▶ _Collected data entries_
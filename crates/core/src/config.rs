//! Session configuration.
//!
//! Every field has a default, so an empty JSON object is a valid config.

use std::time::Duration;

use serde::Deserialize;

use crate::panel::color::ColorPolicy;

pub const DEFAULT_ENDPOINT: &str = "https://api.entur.io/journey-planner/v3/graphql";
pub const DEFAULT_CLIENT_NAME: &str = "stopmap";

#[derive(Debug, thiserror::Error)]
pub enum ConfigError {
    #[error("failed to parse config: {0}")]
    Parse(#[from] serde_json::Error),

    #[error("invalid config: {0}")]
    Invalid(String),
}

#[derive(Clone, Debug, Deserialize)]
#[serde(default)]
pub struct SessionConfig {
    /// Below this zoom level no markers are shown and nothing is fetched
    pub min_zoom: f64,
    /// Quiet period of the refresh debounce
    pub debounce_ms: u64,
    pub api: ApiConfig,
    pub colors: ColorPolicy,
}

#[derive(Clone, Debug, Deserialize)]
#[serde(default)]
pub struct ApiConfig {
    pub endpoint: String,
    /// Sent as the `ET-Client-Name` header
    pub client_name: String,
    pub timeout_ms: u64,
}

impl Default for SessionConfig {
    fn default() -> Self {
        Self {
            min_zoom: 14.0,
            debounce_ms: 75,
            api: ApiConfig::default(),
            colors: ColorPolicy::default(),
        }
    }
}

impl Default for ApiConfig {
    fn default() -> Self {
        Self {
            endpoint: DEFAULT_ENDPOINT.to_owned(),
            client_name: DEFAULT_CLIENT_NAME.to_owned(),
            timeout_ms: 10_000,
        }
    }
}

impl SessionConfig {
    pub fn from_json(json: &str) -> Result<Self, ConfigError> {
        let config: Self = serde_json::from_str(json)?;
        config.validate()?;
        Ok(config)
    }

    pub fn validate(&self) -> Result<(), ConfigError> {
        if !self.min_zoom.is_finite() || self.min_zoom < 0.0 {
            return Err(ConfigError::Invalid(format!(
                "min_zoom must be a non-negative number, got {}",
                self.min_zoom
            )));
        }
        if self.api.endpoint.trim().is_empty() {
            return Err(ConfigError::Invalid("api.endpoint is empty".into()));
        }
        if self.api.client_name.trim().is_empty() {
            return Err(ConfigError::Invalid("api.client_name is empty".into()));
        }
        Ok(())
    }

    pub fn debounce(&self) -> Duration {
        Duration::from_millis(self.debounce_ms)
    }
}

impl ApiConfig {
    pub fn timeout(&self) -> Duration {
        Duration::from_millis(self.timeout_ms)
    }
}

▶ _Work task_
Exactly the lines running from the top of the records to the line that contains "pub struct SessionConfig", inclusive, must be set down, and nothing more.

▶ _Solution for this task_
filename crates/core/src/config.rs
//! Session configuration.
//!
//! Every field has a default, so an empty JSON object is a valid config.

use std::time::Duration;

use serde::Deserialize;

use crate::panel::color::ColorPolicy;

pub const DEFAULT_ENDPOINT: &str = "https://api.entur.io/journey-planner/v3/graphql";
pub const DEFAULT_CLIENT_NAME: &str = "stopmap";

#[derive(Debug, thiserror::Error)]
pub enum ConfigError {
    #[error("failed to parse config: {0}")]
    Parse(#[from] serde_json::Error),

    #[error("invalid config: {0}")]
    Invalid(String),
}

#[derive(Clone, Debug, Deserialize)]
#[serde(default)]
pub struct SessionConfig {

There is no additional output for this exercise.